When a patient enters the clinic, he or she goes to triage, which will be supervised by first-year PA students, then to social services and then either to the waiting room or to an education session prior to being seen by a clinical team.

The clinical teams are made up of fourth- and fifth-year medical students, second-year PA students and second-year specialty nursing students. They are responsible for getting the patient’s history, diagnosing the patient and then presenting their findings to the attending physician, who then figures out the best course of action. At this point, the patient is referred to a member of the medical school faculty if further consultation is required.
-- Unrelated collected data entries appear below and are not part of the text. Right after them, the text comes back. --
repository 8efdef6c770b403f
use leptos::prelude::*;

/// Inline error banner; renders nothing while `error` is `None`
#[component]
pub fn ErrorBanner(#[prop(into)] error: Signal<Option<String>>) -> impl IntoView {
    move || {
        error.get().map(|e| {
            view! {
                <div class="alert alert--error" role="alert">
                    <span class="alert__icon">"⚠"</span>
                    <span class="alert__text">{e}</span>
                </div>
            }
        })
    }
}
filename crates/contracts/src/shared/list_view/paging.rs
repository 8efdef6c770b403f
use super::state::Pagination;
use serde::{Deserialize, Serialize};

/// Relay page info returned with every connection
#[derive(Debug, Clone, Default, PartialEq, Eq, Serialize, Deserialize)]
#[serde(rename_all = "camelCase")]
pub struct PageInfo {
    pub has_next_page: bool,
    pub has_previous_page: bool,
    pub start_cursor: Option<String>,
    pub end_cursor: Option<String>,
}

/// Connection arguments sent with a list query
#[derive(Debug, Clone, Default, PartialEq, Eq, Serialize)]
pub struct QueryPagination {
    #[serde(skip_serializing_if = "Option::is_none")]
    pub first: Option<u32>,
    #[serde(skip_serializing_if = "Option::is_none")]
    pub last: Option<u32>,
    #[serde(skip_serializing_if = "Option::is_none")]
    pub after: Option<String>,
    #[serde(skip_serializing_if = "Option::is_none")]
    pub before: Option<String>,
}

impl From<&Pagination> for QueryPagination {
    fn from(pagination: &Pagination) -> Self {
        let rows = pagination.page_size();
        let backward = pagination.before.is_some();
        Self {
            first: (!backward).then_some(rows),
            last: backward.then_some(rows),
            after: pagination.after.clone(),
            before: pagination.before.clone(),
        }
    }
}

/// Enabled state of the previous/next buttons
#[derive(Debug, Clone, Copy, Default, PartialEq, Eq)]
pub struct PageControls {
    pub has_previous: bool,
    pub has_next: bool,
}

impl PageControls {
    /// Both directions are disabled while a request is in flight or before
    /// the first page info arrived.
    pub fn new(page_info: Option<&PageInfo>, loading: bool) -> Self {
        match page_info {
            Some(info) if !loading => Self {
                has_previous: info.has_previous_page,
                has_next: info.has_next_page,
            },
            _ => Self::default(),
        }
    }
}

impl Pagination {
    /// Pagination for the page after the one described by `page_info`
    pub fn next_page(&self, page_info: &PageInfo) -> Option<Pagination> {
        if !page_info.has_next_page {
            return None;
        }
        Some(Pagination {
            after: Some(page_info.end_cursor.clone()?),
            before: None,
            rows: self.rows,
        })
    }

    pub fn previous_page(&self, page_info: &PageInfo) -> Option<Pagination> {
        if !page_info.has_previous_page {
            return None;
        }
        Some(Pagination {
            after: None,
            before: Some(page_info.start_cursor.clone()?),
            rows: self.rows,
        })
    }
}

#[cfg(test)]
mod tests {
    use super::*;

    fn page_info(has_previous: bool, has_next: bool) -> PageInfo {
        PageInfo {
            has_next_page: has_next,
            has_previous_page: has_previous,
            start_cursor: Some("start".into()),
            end_cursor: Some("end".into()),
        }
    }

    #[test]
    fn test_first_page_asks_for_first_rows() {
        let query = QueryPagination::from(&Pagination::default());
        assert_eq!(query.first, Some(20));
        assert_eq!(query.last, None);
    }

    #[test]
    fn test_backward_page_asks_for_last_rows() {
        let pagination = Pagination {
            before: Some("c1".into()),
            rows: Some(50),
            ..Pagination::default()
        };
        let query = QueryPagination::from(&pagination);
        assert_eq!(query.first, None);
        assert_eq!(query.last, Some(50));
        assert_eq!(query.before.as_deref(), Some("c1"));
    }

    #[test]
    fn test_next_and_previous_page_cursors() {
        let pagination = Pagination {
            rows: Some(10),
            ..Pagination::default()
        };
        let next = pagination.next_page(&page_info(false, true)).unwrap_or_default();
        assert_eq!(next.after.as_deref(), Some("end"));
        assert_eq!(next.before, None);
        assert_eq!(next.rows, Some(10));

        let previous = next.previous_page(&page_info(true, true)).unwrap_or_default();
        assert_eq!(previous.before.as_deref(), Some("start"));
        assert_eq!(previous.after, None);
    }

    #[test]
    fn test_no_page_in_direction() {
        assert_eq!(Pagination::default().next_page(&page_info(false, false)), None);
        assert_eq!(Pagination::default().previous_page(&page_info(false, true)), None);
    }

    #[test]
    fn test_controls_disabled_while_loading() {
        let info = page_info(true, true);
        assert_eq!(PageControls::new(Some(&info), true), PageControls::default());
        assert_eq!(PageControls::new(None, false), PageControls::default());
        let controls = PageControls::new(Some(&info), false);
        assert!(controls.has_next && controls.has_previous);
    }
}
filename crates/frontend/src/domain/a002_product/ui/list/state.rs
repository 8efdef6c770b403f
use crate::shared::local_storage;
use contracts::domain::a002_product::columns::{
    default_product_columns, ProductColumnSelection, ProductListColumn,
};
use contracts::shared::grid::{ColumnToken, GridAttribute, GridColumnKind};
use contracts::shared::list_view::UrlToken;
use leptos::prelude::*;

/// localStorage key of the chosen product columns
pub const PRODUCT_COLUMNS_STORAGE_KEY: &str = "productListColumns";

/// Saved column choice or the default set
pub fn load_columns() -> ProductColumnSelection {
    local_storage::get_json::<Vec<String>>(PRODUCT_COLUMNS_STORAGE_KEY)
        .map(ProductColumnSelection::from_values)
        .unwrap_or_else(default_product_columns)
}

/// Column selection signal, written back to storage on every change
pub fn create_columns_state() -> RwSignal<ProductColumnSelection> {
    let columns = RwSignal::new(load_columns());
    Effect::new(move |_| {
        let values = columns.with(|c| c.to_values());
        local_storage::set_json(PRODUCT_COLUMNS_STORAGE_KEY, &values);
    });
    columns
}

/// Entry of the column picker
#[derive(Debug, Clone, PartialEq)]
pub struct PickerOption {
    pub token: ColumnToken<ProductListColumn>,
    pub label: String,
}

/// Fixed columns first, then the offered attributes, then selected attributes
/// the capped offer did not include (so they can still be switched off)
pub fn picker_options(
    available: &[GridAttribute],
    selected: &[GridAttribute],
) -> Vec<PickerOption> {
    let mut options: Vec<PickerOption> = ProductListColumn::ALL
        .iter()
        .map(|column| PickerOption {
            token: ColumnToken::Fixed(*column),
            label: column.label().to_string(),
        })
        .collect();

    for attribute in available.iter().chain(selected) {
        let token = ColumnToken::attribute(attribute.id.clone());
        if options.iter().all(|option| option.token != token) {
            options.push(PickerOption {
                token,
                label: attribute.name.clone(),
            });
        }
    }
    options
}

#[cfg(test)]
mod tests {
    use super::*;

    fn attribute(id: &str, name: &str) -> GridAttribute {
        GridAttribute {
            id: id.into(),
            name: name.into(),
        }
    }

    #[test]
    fn test_picker_lists_fixed_columns_first() {
        let options = picker_options(&[attribute("QXR0cjox", "Flavor")], &[]);
        assert_eq!(options.len(), ProductListColumn::ALL.len() + 1);
        assert_eq!(options[0].token, ColumnToken::Fixed(ProductListColumn::ProductType));
        assert_eq!(options.last().map(|o| o.label.as_str()), Some("Flavor"));
    }

    #[test]
    fn test_picker_keeps_selected_attributes_outside_offer() {
        let available = [attribute("QXR0cjox", "Flavor")];
        let selected = [attribute("QXR0cjox", "Flavor"), attribute("QXR0cjo5", "Size")];
        let labels: Vec<String> = picker_options(&available, &selected)
            .into_iter()
            .skip(ProductListColumn::ALL.len())
            .map(|o| o.label)
            .collect();
        assert_eq!(labels, vec!["Flavor".to_string(), "Size".to_string()]);
    }
}
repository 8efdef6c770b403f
use crate::layout::NotificationService;
use crate::routes::AppRoutes;
use leptos::prelude::*;
use thaw::ConfigProvider;

#[component]
pub fn App() -> impl IntoView {
    // Transient messages raised by mutations, rendered by the shell
    provide_context(NotificationService::new());

    view! {
        <ConfigProvider>
            <AppRoutes />
        </ConfigProvider>
    }
}
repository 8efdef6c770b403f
pub mod grid_cell;
pub mod sortable_header_cell;
pub mod table_cell_checkbox;
pub mod table_header_checkbox;

pub use grid_cell::{GridCell, GridHeader};
pub use sortable_header_cell::SortableHeaderCell;
pub use table_cell_checkbox::TableCellCheckbox;
pub use table_header_checkbox::TableHeaderCheckbox;

/// Placeholder rows shown before the first page arrives
pub const SKELETON_ROWS: usize = 5;
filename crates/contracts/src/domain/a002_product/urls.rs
use crate::shared::list_view::{
    escape_id, url_join, with_query, DetailViewState, ListViewState, NoTab, QueryState,
    TabAction, TabDialog, UrlToken,
};

pub const PRODUCT_SECTION: &str = "/products/";

// ============================================================================
// List
// ============================================================================

crate::url_token! {
    #[derive(Debug, Clone, Copy, PartialEq, Eq, PartialOrd, Ord, Hash)]
    pub enum ProductListFilter {
        Query => "query",
        Status => "status",
        PriceFrom => "priceFrom",
        PriceTo => "priceTo",
    }
}

crate::url_token! {
    /// Values of the `status` filter
    #[derive(Debug, Clone, Copy, PartialEq, Eq)]
    pub enum ProductStatusFilter {
        Published => "published",
        Hidden => "hidden",
    }
}

impl ProductStatusFilter {
    pub fn label(&self) -> &'static str {
        match self {
            ProductStatusFilter::Published => "Published",
            ProductStatusFilter::Hidden => "Hidden",
        }
    }

    pub fn is_published(&self) -> bool {
        matches!(self, ProductStatusFilter::Published)
    }
}

crate::url_token! {
    #[derive(Debug, Clone, Copy, PartialEq, Eq, Hash, Default)]
    pub enum ProductListSortField {
        #[default]
        Name => "name",
        ProductType => "productType",
        Status => "status",
        Price => "price",
    }
}

impl ProductListSortField {
    /// `ProductOrderField` value of the API
    pub fn graphql_field(&self) -> &'static str {
        match self {
            ProductListSortField::Name => "NAME",
            ProductListSortField::ProductType => "TYPE",
            ProductListSortField::Status => "PUBLISHED",
            ProductListSortField::Price => "PRICE",
        }
    }
}

#[derive(Debug, Clone, Copy, PartialEq, Eq)]
pub enum ProductListDialog {
    Publish,
    Unpublish,
    Delete,
    Tab(TabAction),
}

impl UrlToken for ProductListDialog {
    const ALL: &'static [Self] = &[
        ProductListDialog::Publish,
        ProductListDialog::Unpublish,
        ProductListDialog::Delete,
        ProductListDialog::Tab(TabAction::SaveSearch),
        ProductListDialog::Tab(TabAction::DeleteSearch),
    ];

    fn code(&self) -> &'static str {
        match self {
            ProductListDialog::Publish => "publish",
            ProductListDialog::Unpublish => "unpublish",
            ProductListDialog::Delete => "delete",
            ProductListDialog::Tab(action) => action.code(),
        }
    }
}

impl TabDialog for ProductListDialog {
    fn tab(action: TabAction) -> Self {
        ProductListDialog::Tab(action)
    }

    fn tab_action(&self) -> Option<TabAction> {
        match self {
            ProductListDialog::Tab(action) => Some(*action),
            _ => None,
        }
    }
}

pub type ProductListParams =
    ListViewState<ProductListFilter, ProductListDialog, ProductListSortField>;

pub fn product_list_path() -> String {
    PRODUCT_SECTION.to_string()
}

pub fn product_list_url(params: Option<&ProductListParams>) -> String {
    with_query(
        product_list_path(),
        params.map(QueryState::to_query).unwrap_or_default(),
    )
}

// ============================================================================
// Details
// ============================================================================

crate::url_token! {
    #[derive(Debug, Clone, Copy, PartialEq, Eq)]
    pub enum ProductDialog {
        Remove => "remove",
    }
}

pub type ProductParams = DetailViewState<ProductDialog, NoTab>;

pub fn product_path(id: &str) -> String {
    url_join(&[PRODUCT_SECTION, id])
}

pub fn product_url(id: &str, params: Option<&ProductParams>) -> String {
    with_query(
        product_path(&escape_id(id)),
        params.map(QueryState::to_query).unwrap_or_default(),
    )
}

pub fn product_add_path() -> String {
    url_join(&[PRODUCT_SECTION, "add"])
}

pub fn product_add_url() -> String {
    product_add_path()
}

#[cfg(test)]
mod tests {
    use super::*;

    #[test]
    fn test_paths() {
        assert_eq!(product_list_path(), "/products/");
        assert_eq!(product_path("UHJvZHVjdDo3Mg=="), "/products/UHJvZHVjdDo3Mg==");
        assert_eq!(product_add_url(), "/products/add");
    }

    #[test]
    fn test_product_url_with_dialog() {
        let params = ProductParams::default().with_dialog(ProductDialog::Remove, None);
        assert_eq!(
            product_url("UHJvZHVjdDo3Mg==", Some(&params)),
            "/products/UHJvZHVjdDo3Mg%3D%3D?action=remove"
        );
    }

    #[test]
    fn test_list_url_with_filters_and_sort() {
        let params = ProductListParams::default()
            .with_filter(ProductListFilter::Status, "published")
            .with_filter(ProductListFilter::PriceFrom, "10")
            .with_sort_toggled(ProductListSortField::Price)
            .with_sort_toggled(ProductListSortField::Price);
        assert_eq!(
            product_list_url(Some(&params)),
            "/products/?sort=price&asc=false&priceFrom=10&status=published"
        );
    }

    #[test]
    fn test_status_filter_codes() {
        assert_eq!(
            ProductStatusFilter::from_code("hidden"),
            Some(ProductStatusFilter::Hidden)
        );
        assert!(ProductStatusFilter::Published.is_published());
    }
}
use super::state::PickerOption;
use contracts::domain::a002_product::columns::ProductColumnSelection;
use leptos::prelude::*;
use thaw::*;

/// Popover listing fixed columns and grid attributes as checkboxes
#[component]
pub fn ColumnPicker(
    #[prop(into)] options: Signal<Vec<PickerOption>>,
    columns: RwSignal<ProductColumnSelection>,
    /// Attribute list still loading
    #[prop(into)]
    loading: Signal<bool>,
    on_close: Callback<()>,
) -> impl IntoView {
    view! {
        <div class="column-picker">
            <div class="column-picker__header">
                <span class="column-picker__title">"Columns"</span>
                <Button appearance=ButtonAppearance::Subtle size=ButtonSize::Small on_click=move |_| on_close.run(())>
                    "Done"
                </Button>
            </div>
            <ul class="column-picker__list">
                <For
                    each=move || options.get()
                    key=|option| option.token.to_value()
                    children=move |option: PickerOption| {
                        let token = option.token.clone();
                        let checked_token = option.token.clone();
                        view! {
                            <li class="column-picker__item">
                                <label>
                                    <input
                                        type="checkbox"
                                        prop:checked=move || columns.with(|c| c.contains(&checked_token))
                                        on:change=move |_| columns.update(|c| c.toggle(token.clone()))
                                    />
                                    <span>{option.label}</span>
                                </label>
                            </li>
                        }
                    }
                />
            </ul>
            <Show when=move || loading.get()>
                <span class="skeleton skeleton--text"></span>
            </Show>
        </div>
    }
}
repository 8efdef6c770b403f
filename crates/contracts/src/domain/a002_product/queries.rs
//! GraphQL documents of the product screens.

pub const PRODUCT_LIST: &str = r#"
query ProductList(
  $first: Int
  $after: String
  $last: Int
  $before: String
  $filter: ProductFilterInput
  $sort: ProductOrder
) {
  products(
    first: $first
    after: $after
    last: $last
    before: $before
    filter: $filter
    sortBy: $sort
  ) {
    edges {
      node {
        id
        name
        thumbnail {
          url
        }
        productType {
          id
          name
        }
        isAvailable
        attributes {
          attribute {
            id
          }
          values {
            id
            name
          }
        }
        basePrice {
          amount
          currency
        }
      }
    }
    pageInfo {
      hasPreviousPage
      hasNextPage
      startCursor
      endCursor
    }
  }
}
"#;

pub const GRID_ATTRIBUTES: &str = r#"
query GridAttributes($first: Int!, $ids: [ID!]!) {
  availableInGrid: attributes(
    first: $first
    filter: { availableInGrid: true, isVariantOnly: false }
  ) {
    edges {
      node {
        id
        name
      }
    }
  }
  grid: attributes(first: 25, filter: { ids: $ids }) {
    edges {
      node {
        id
        name
      }
    }
  }
}
"#;

pub const PRODUCT_BULK_PUBLISH: &str = r#"
mutation ProductBulkPublish($ids: [ID!]!, $isPublished: Boolean!) {
  productBulkPublish(ids: $ids, isPublished: $isPublished) {
    errors {
      field
      message
    }
    count
  }
}
"#;

pub const PRODUCT_BULK_DELETE: &str = r#"
mutation ProductBulkDelete($ids: [ID!]!) {
  productBulkDelete(ids: $ids) {
    errors {
      field
      message
    }
    count
  }
}
"#;

pub const PRODUCT_DETAILS: &str = r#"
query ProductDetails($id: ID!) {
  product(id: $id) {
    id
    name
    productType {
      id
      name
    }
    category {
      id
      name
    }
    isPublished
    basePrice {
      amount
      currency
    }
    thumbnail {
      url
    }
  }
}
"#;

pub const PRODUCT_DELETE: &str = r#"
mutation ProductDelete($id: ID!) {
  productDelete(id: $id) {
    errors {
      field
      message
    }
  }
}
"#;
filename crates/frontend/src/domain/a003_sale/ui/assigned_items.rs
//! Assigned catalogue card shared by the sale and voucher detail pages.

use crate::shared::components::table::SKELETON_ROWS;
use crate::shared::components::{PaginationControls, TabBar};
use crate::shared::url_state::RouterNavigator;
use contracts::domain::a001_category::urls::category_url;
use contracts::domain::a002_product::urls::product_url;
use contracts::domain::a003_sale::dto::AssignedItemRow;
use contracts::domain::a003_sale::urls::DiscountPageTab;
use contracts::shared::list_view::{PageControls, UrlToken};
use leptos::prelude::*;
use thaw::*;

fn detail_header(tab: DiscountPageTab) -> &'static str {
    match tab {
        DiscountPageTab::Products => "Product type",
        DiscountPageTab::Categories | DiscountPageTab::Collections => "Number of products",
    }
}

fn empty_message(tab: DiscountPageTab) -> &'static str {
    match tab {
        DiscountPageTab::Categories => "No categories found",
        DiscountPageTab::Collections => "No collections found",
        DiscountPageTab::Products => "No products found",
    }
}

/// Page of the assigned item; collections have no screen here
fn item_url(tab: DiscountPageTab, id: &str) -> Option<String> {
    match tab {
        DiscountPageTab::Categories => Some(category_url(id, None)),
        DiscountPageTab::Products => Some(product_url(id, None)),
        DiscountPageTab::Collections => None,
    }
}

#[component]
pub fn AssignedItemsCard(
    #[prop(into)] active: Signal<DiscountPageTab>,
    /// `None` until the discount is loaded
    #[prop(into)]
    rows: Signal<Option<Vec<AssignedItemRow>>>,
    #[prop(into)] controls: Signal<PageControls>,
    #[prop(into)] page_size: Signal<u32>,
    on_tab: Callback<DiscountPageTab>,
    on_previous: Callback<()>,
    on_next: Callback<()>,
    on_page_size_change: Callback<u32>,
) -> impl IntoView {
    let navigator = RouterNavigator::new();
    let tabs = DiscountPageTab::ALL
        .iter()
        .map(|tab| (tab.code().to_string(), tab.label().to_string()))
        .collect::<Vec<_>>();

    view! {
        <section class="card">
            <div class="card__header">
                <TabBar
                    tabs=tabs
                    active=Signal::derive(move || active.get().code().to_string())
                    on_select=Callback::new(move |code: String| {
                        if let Some(tab) = DiscountPageTab::from_code(&code) {
                            on_tab.run(tab);
                        }
                    })
                />
            </div>

            <Table class="list-table">
                <TableHeader>
                    <TableRow>
                        <TableHeaderCell>"Name"</TableHeaderCell>
                        <TableHeaderCell class="text-right">{move || detail_header(active.get())}</TableHeaderCell>
                    </TableRow>
                </TableHeader>
                <TableBody>
                    {move || {
                        let tab = active.get();
                        match rows.get() {
                            None => (0..SKELETON_ROWS)
                                .map(|_| view! {
                                    <TableRow>
                                        <TableCell><span class="skeleton skeleton--text"></span></TableCell>
                                        <TableCell><span class="skeleton skeleton--text"></span></TableCell>
                                    </TableRow>
                                })
                                .collect_view()
                                .into_any(),
                            Some(rows) if rows.is_empty() => view! {
                                <TableRow>
                                    <TableCell attr:colspan="2" class="table__empty">{empty_message(tab)}</TableCell>
                                </TableRow>
                            }
                            .into_any(),
                            Some(rows) => rows
                                .into_iter()
                                .map(|row| {
                                    let url = item_url(tab, &row.id);
                                    let class = if url.is_some() { "table__row--clickable" } else { "" };
                                    view! {
                                        <TableRow
                                            class=class
                                            on:click=move |_| {
                                                if let Some(url) = &url {
                                                    navigator.go(url);
                                                }
                                            }
                                        >
                                            <TableCell>{row.name}</TableCell>
                                            <TableCell class="text-right">{row.detail}</TableCell>
                                        </TableRow>
                                    }
                                })
                                .collect_view()
                                .into_any(),
                        }
                    }}
                </TableBody>
            </Table>

            <PaginationControls
                controls=controls
                page_size=page_size
                on_previous=on_previous
                on_next=on_next
                on_page_size_change=on_page_size_change
            />
        </section>
    }
}

#[cfg(test)]
mod tests {
    use super::*;

    #[test]
    fn test_collections_are_not_linked() {
        assert_eq!(item_url(DiscountPageTab::Collections, "Q29sOjE="), None);
        assert_eq!(
            item_url(DiscountPageTab::Products, "UHJvZHVjdDox").as_deref(),
            Some("/products/UHJvZHVjdDox")
        );
    }

    #[test]
    fn test_detail_header_per_tab() {
        assert_eq!(detail_header(DiscountPageTab::Products), "Product type");
        assert_eq!(detail_header(DiscountPageTab::Collections), "Number of products");
    }
}
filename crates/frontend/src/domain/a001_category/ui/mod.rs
pub mod create;
pub mod details;
pub mod list;
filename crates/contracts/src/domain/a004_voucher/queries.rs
//! GraphQL documents of the voucher screens.

pub const VOUCHER_LIST: &str = r#"
query VoucherList(
  $first: Int
  $after: String
  $last: Int
  $before: String
  $filter: VoucherFilterInput
  $sort: VoucherSortingInput
) {
  vouchers(
    first: $first
    after: $after
    last: $last
    before: $before
    filter: $filter
    sortBy: $sort
  ) {
    edges {
      node {
        id
        code
        startDate
        endDate
        usageLimit
        discountValueType
        discountValue
        minSpent {
          amount
          currency
        }
        countries {
          code
          country
        }
      }
    }
    pageInfo {
      hasPreviousPage
      hasNextPage
      startCursor
      endCursor
    }
  }
  shop {
    defaultCurrency
  }
}
"#;

pub const VOUCHER_BULK_DELETE: &str = r#"
mutation VoucherBulkDelete($ids: [ID]!) {
  voucherBulkDelete(ids: $ids) {
    errors {
      field
      message
    }
    count
  }
}
"#;

pub const VOUCHER_DETAILS: &str = r#"
query VoucherDetails(
  $id: ID!
  $first: Int
  $after: String
  $last: Int
  $before: String
) {
  voucher(id: $id) {
    id
    code
    startDate
    endDate
    usageLimit
    discountValueType
    discountValue
    minSpent {
      amount
      currency
    }
    countries {
      code
      country
    }
    categories(first: $first, after: $after, last: $last, before: $before) {
      edges {
        node {
          id
          name
          products {
            totalCount
          }
        }
      }
      pageInfo {
        hasPreviousPage
        hasNextPage
        startCursor
        endCursor
      }
    }
    collections(first: $first, after: $after, last: $last, before: $before) {
      edges {
        node {
          id
          name
          products {
            totalCount
          }
        }
      }
      pageInfo {
        hasPreviousPage
        hasNextPage
        startCursor
        endCursor
      }
    }
    products(first: $first, after: $after, last: $last, before: $before) {
      edges {
        node {
          id
          name
          productType {
            name
          }
          isPublished
        }
      }
      pageInfo {
        hasPreviousPage
        hasNextPage
        startCursor
        endCursor
      }
    }
  }
  shop {
    defaultCurrency
  }
}
"#;

pub const VOUCHER_DELETE: &str = r#"
mutation VoucherDelete($id: ID!) {
  voucherDelete(id: $id) {
    errors {
      field
      message
    }
  }
}
"#;
pub mod date;
pub mod graphql;
pub mod grid;
pub mod list_view;
pub mod money;
pub mod mutation;
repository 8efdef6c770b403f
//! Route table of the dashboard.
//!
//! Static segments (`add`) are declared before the `:id` routes next to them.

use crate::domain::a001_category::ui::create::CategoryCreatePage;
use crate::domain::a001_category::ui::details::CategoryDetailsPage;
use crate::domain::a001_category::ui::list::CategoryListPage;
use crate::domain::a002_product::ui::details::ProductDetailsPage;
use crate::domain::a002_product::ui::list::ProductListPage;
use crate::domain::a003_sale::ui::details::SaleDetailsPage;
use crate::domain::a003_sale::ui::list::SaleListPage;
use crate::domain::a004_voucher::ui::details::VoucherDetailsPage;
use crate::domain::a004_voucher::ui::list::VoucherListPage;
use crate::layout::Shell;
use contracts::domain::a002_product::urls::product_list_url;
use leptos::prelude::*;
use leptos_router::components::{Redirect, Route, Router, Routes};
use leptos_router::path;

#[component]
fn NotFound() -> impl IntoView {
    view! {
        <div class="page">
            <h1 class="page-header__title">"Page not found"</h1>
        </div>
    }
}

#[component]
pub fn AppRoutes() -> impl IntoView {
    view! {
        <Router>
            <Shell>
                <Routes fallback=|| view! { <NotFound /> }>
                    <Route path=path!("/") view=|| view! { <Redirect path=product_list_url(None) /> } />

                    <Route path=path!("/categories") view=CategoryListPage />
                    <Route path=path!("/categories/add") view=CategoryCreatePage />
                    <Route path=path!("/categories/:id/add") view=CategoryCreatePage />
                    <Route path=path!("/categories/:id") view=CategoryDetailsPage />

                    <Route path=path!("/products") view=ProductListPage />
                    <Route path=path!("/products/:id") view=ProductDetailsPage />

                    <Route path=path!("/discounts/sales") view=SaleListPage />
                    <Route path=path!("/discounts/sales/:id") view=SaleDetailsPage />
                    <Route path=path!("/discounts/vouchers") view=VoucherListPage />
                    <Route path=path!("/discounts/vouchers/:id") view=VoucherDetailsPage />
                </Routes>
            </Shell>
        </Router>
    }
}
Initially, the staff will simply write prescriptions, but after some time, the clinic plans to institute a program to help patients pay for their drugs on a sliding scale based on their income, Mendu said. The clinic stocks a number of over-the-counter medications as well as antibiotics and Plan B, an emergency contraceptive.

While the clinic’s costs are covered for this year, funding for next year’s clinic is still a pressing issue. Mendu and Samuels-Kalow are in the process of applying for a number of grants, including ones from pharmacies such as Rite-Aid, Walgreens and CVS that will go toward pharmaceutical supplies. They will continue to receive money from Alpern and the School of Medicine every year.

As of now, the clinic will be run each week by over 290 volunteers who have agreed to donate their time and energy to the cause, Mendu said. She also said the clinic is still seeking Spanish-language translators, perhaps from the Yale undergraduate student body.

Samuels-Kalow said she hopes the clinic will allow residents of the Elm City to take advantage of an opportunity they otherwise could not have because of language and financial barriers.

“I am also excited about encouraging students who are interested in care for underserved populations and providing them with an opportunity to interact with a community they might not otherwise get to see,” she said.

Alpern was optimistic about the impact that Yale students would be able to make on the New Haven community.

“[The students] took the lead on everything,” he said. “They had to find a location, doctors, a source of money to pay for drugs, a radiologist to interpret X-rays. It’s a whole group of people all showing the best side of Yale.”